When comparing mutual funds and exchange traded funds (ETFs), there are several key similarities and differences investors should know before buying. But which is best for you--mutual funds or ETFs? Since each of these two investment security types has its advantages and disadvantages, some investors may choose to include both in their portfolios.

Mutual Funds and ETFs: Key Similarities and Differences

Mutual funds and ETFs are two distinct investment securities, but they share the same basic structure and functionality. Both types of funds are diversified investments, meaning you can get exposure to dozens or hundreds of stocks or bonds (or both) in just one fund. Since most ETFs passively track an underlying index, they are most similar to index mutual funds. (Index ETFs account for approximately 80% of ETF funds).

Overview and the Pros and Cons of Mutual Funds

The key differences between mutual funds and ETFs are in how they trade and their costs. Mutual funds are bought and sold at net asset value (NAV) and only at the end of the trading day. However, like stocks, ETFs are bought and sold at a market price and can be traded intraday. ETFs also typically have lower initial costs and lower expense ratios than mutual funds.
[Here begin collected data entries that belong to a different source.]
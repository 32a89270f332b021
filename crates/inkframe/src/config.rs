//! Configuration management for inkframe.
//!
//! Loads settings from /etc/inkframe/config.toml or uses defaults, then
//! layers command line overrides on top. The CLI always wins.

use std::fs;
use std::time::Duration;

use ink_common::{FrameError, RetryPolicy};
use serde::{Deserialize, Serialize};
use tracing::{info, warn};

use crate::net::DEFAULT_CHECK_URL;
use crate::transport::SocketTransport;

/// Config file path
pub const CONFIG_PATH: &str = "/etc/inkframe/config.toml";

/// Display configuration
#[derive(Debug, Clone, Default, Serialize, Deserialize)]
pub struct DisplaySection {
    /// EPD driver name, e.g. "mock"
    #[serde(default)]
    pub epd: Option<String>,
}

/// Image source configuration
#[derive(Debug, Clone, Default, Serialize, Deserialize)]
pub struct ImageSection {
    /// URL the frame image is fetched from
    #[serde(default)]
    pub url: Option<String>,
}

/// Wake alarm configuration
#[derive(Debug, Clone, Serialize, Deserialize)]
pub struct AlarmSection {
    /// Minutes between wake alarms (and between refreshes when powered)
    #[serde(default = "default_interval_minutes")]
    pub interval_minutes: u64,
}

fn default_interval_minutes() -> u64 {
    20
}

impl Default for AlarmSection {
    fn default() -> Self {
        Self {
            interval_minutes: default_interval_minutes(),
        }
    }
}

/// Power module daemon configuration
#[derive(Debug, Clone, Serialize, Deserialize)]
pub struct PowerSection {
    /// Disable to run without a power module (development machines)
    #[serde(default = "default_power_enabled")]
    pub enabled: bool,

    /// Daemon Unix socket path
    #[serde(default = "default_power_socket")]
    pub socket: String,

    /// Attempts per module operation
    #[serde(default = "default_retry_attempts")]
    pub retry_attempts: u32,

    /// Fixed delay between attempts in seconds
    #[serde(default = "default_retry_delay")]
    pub retry_delay_secs: u64,

    /// Socket connect/read/write timeout in seconds
    #[serde(default = "default_io_timeout")]
    pub io_timeout_secs: u64,
}

fn default_power_enabled() -> bool {
    true
}

fn default_power_socket() -> String {
    SocketTransport::DEFAULT_SOCKET.to_string()
}

fn default_retry_attempts() -> u32 {
    3
}

fn default_retry_delay() -> u64 {
    2
}

fn default_io_timeout() -> u64 {
    5
}

impl Default for PowerSection {
    fn default() -> Self {
        Self {
            enabled: default_power_enabled(),
            socket: default_power_socket(),
            retry_attempts: default_retry_attempts(),
            retry_delay_secs: default_retry_delay(),
            io_timeout_secs: default_io_timeout(),
        }
    }
}

impl PowerSection {
    pub fn retry_policy(&self) -> RetryPolicy {
        RetryPolicy::new(
            self.retry_attempts,
            Duration::from_secs(self.retry_delay_secs),
        )
    }

    pub fn io_timeout(&self) -> Duration {
        Duration::from_secs(self.io_timeout_secs)
    }
}

/// Connectivity probe configuration
#[derive(Debug, Clone, Serialize, Deserialize)]
pub struct ConnectivitySection {
    /// Endpoint that answers 204 with an empty body
    #[serde(default = "default_check_url")]
    pub check_url: String,

    /// Seconds between probes while offline
    #[serde(default = "default_poll_interval")]
    pub poll_interval_secs: u64,
}

fn default_check_url() -> String {
    DEFAULT_CHECK_URL.to_string()
}

fn default_poll_interval() -> u64 {
    5
}

impl Default for ConnectivitySection {
    fn default() -> Self {
        Self {
            check_url: default_check_url(),
            poll_interval_secs: default_poll_interval(),
        }
    }
}

impl ConnectivitySection {
    pub fn poll_interval(&self) -> Duration {
        Duration::from_secs(self.poll_interval_secs)
    }
}

/// Host shutdown configuration
#[derive(Debug, Clone, Serialize, Deserialize)]
pub struct ShutdownSection {
    /// Never shut the host down, even on battery
    #[serde(default)]
    pub suppress: bool,

    /// Minutes of grace before the scheduled shutdown
    #[serde(default = "default_shutdown_delay")]
    pub delay_minutes: u64,
}

fn default_shutdown_delay() -> u64 {
    1
}

impl Default for ShutdownSection {
    fn default() -> Self {
        Self {
            suppress: false,
            delay_minutes: default_shutdown_delay(),
        }
    }
}

/// MQTT battery telemetry, enabled by the section's presence
#[derive(Debug, Clone, Serialize, Deserialize)]
pub struct MqttSection {
    /// Broker host
    pub host: String,

    #[serde(default = "default_mqtt_port")]
    pub port: u16,

    #[serde(default)]
    pub username: Option<String>,

    #[serde(default)]
    pub password: Option<String>,

    /// Battery state topic override
    #[serde(default)]
    pub topic: Option<String>,
}

fn default_mqtt_port() -> u16 {
    1883
}

/// Full frame configuration
#[derive(Debug, Clone, Default, Serialize, Deserialize)]
pub struct Config {
    #[serde(default)]
    pub display: DisplaySection,

    #[serde(default)]
    pub image: ImageSection,

    #[serde(default)]
    pub alarm: AlarmSection,

    #[serde(default)]
    pub power: PowerSection,

    #[serde(default)]
    pub connectivity: ConnectivitySection,

    #[serde(default)]
    pub shutdown: ShutdownSection,

    /// Optional battery telemetry
    #[serde(default)]
    pub mqtt: Option<MqttSection>,
}

impl Config {
    /// Load config from file, or return defaults
    pub fn load(path: &str) -> Self {
        Self::load_from_path(path).unwrap_or_else(|e| {
            warn!("config not loaded, using defaults: {}", e);
            Config::default()
        })
    }

    fn load_from_path(path: &str) -> Result<Self, FrameError> {
        let content = fs::read_to_string(path)
            .map_err(|e| FrameError::Validation(format!("read {}: {}", path, e)))?;
        let config: Config = toml::from_str(&content)
            .map_err(|e| FrameError::Validation(format!("parse {}: {}", path, e)))?;
        info!("loaded config from {}", path);
        Ok(config)
    }
}

/// Command line overrides layered on top of the config file
#[derive(Debug, Default)]
pub struct Overrides {
    pub epd: Option<String>,
    pub url: Option<String>,
    pub alarm_minutes: Option<u64>,
    pub no_shutdown: bool,
}

/// Effective settings after merging config and CLI
#[derive(Debug, Clone)]
pub struct Settings {
    pub epd: String,
    pub image_url: String,
    pub interval_minutes: u64,
    pub power: PowerSection,
    pub connectivity: ConnectivitySection,
    pub suppress_shutdown: bool,
    pub shutdown_delay_minutes: u64,
    pub mqtt: Option<MqttSection>,
}

/// Merge the config file with CLI overrides. The EPD driver and image URL
/// have no sensible defaults and must come from one of the two.
pub fn merge(config: Config, overrides: Overrides) -> Result<Settings, FrameError> {
    let epd = overrides.epd.or(config.display.epd).ok_or_else(|| {
        FrameError::Validation(
            "no EPD driver named; use --epd or the [display] config section".into(),
        )
    })?;
    let image_url = overrides.url.or(config.image.url).ok_or_else(|| {
        FrameError::Validation(
            "no image URL named; use --url or the [image] config section".into(),
        )
    })?;

    let interval_minutes = overrides
        .alarm_minutes
        .unwrap_or(config.alarm.interval_minutes);
    if interval_minutes == 0 {
        return Err(FrameError::Validation(
            "alarm interval must be at least one minute".into(),
        ));
    }

    Ok(Settings {
        epd,
        image_url,
        interval_minutes,
        power: config.power,
        connectivity: config.connectivity,
        suppress_shutdown: config.shutdown.suppress || overrides.no_shutdown,
        shutdown_delay_minutes: config.shutdown.delay_minutes,
        mqtt: config.mqtt,
    })
}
Mutual funds are pooled investments that allow investors to buy a collection of securities, such as stocks or bonds, in one collective basket. Most mutual funds hold dozens or hundreds of stocks or bonds (or both) in just one fund. However, like other investment types, mutual funds have their pros and cons.

For example, the Vanguard 500 Index (VFIAX) invests in about 500 of the largest U.S. stocks, as measured by market capitalization. The Vanguard Total Bond Market Index (VBTLX), which invests in the total U.S. bond market, includes more than 5,000 domestic bonds. Vanguard Balanced Index (VBIAX) is essentially a blend of VFIAX and VBTLX, with approximately 60% of assets in large U.S. stocks and 40% of assets in U.S. bonds.

Pros of Mutual Funds

  • Diversification: Mutual funds are diversified investments because investors can get exposure to a number of securities in just one fund. Diversification can reduce volatility by spreading risk among many different stocks or bonds, as opposed to just one single security.
  • Active management: Mutual funds can be either passively managed or actively managed. For investors who do not want to passively invest in an index fund or an ETF that tracks an index, active management is a way to get professional management, and potentially outperform an index, for a relatively low cost.
  • Accessibility: Mutual funds are easy to understand and readily available for purchase at a variety of mutual fund companies, brokerage firms, online discount brokers, and retirement accounts. For this reason, they are the investment of choice for individual retirement accounts (IRAs) and 401(k) plans.

Cons of Mutual Funds

  • Investment costs: Most mutual funds have minimum initial investment costs of $1,000 or higher. If bought through a broker or other type of commission-based advisor, mutual funds may have sales charges, called loads, that can be up to 5% or more of the purchase (front load) or the sale (back load) of shares. Typical mutual fund expense ratios are 1.00% or higher. To keep expenses to a minimum, investors should use low-cost, no-load mutual funds.
  • Limited trading flexibility: Mutual funds trade at NAV at the close of the trading day. This can be a disadvantage for investors who want to take advantage of sudden price trends. For example, if the market has positive momentum, the investor may want to get ahead of the trend and buy early in the trading day. Or, if the price trend is down, the investor may want to sell during the day to minimize losses.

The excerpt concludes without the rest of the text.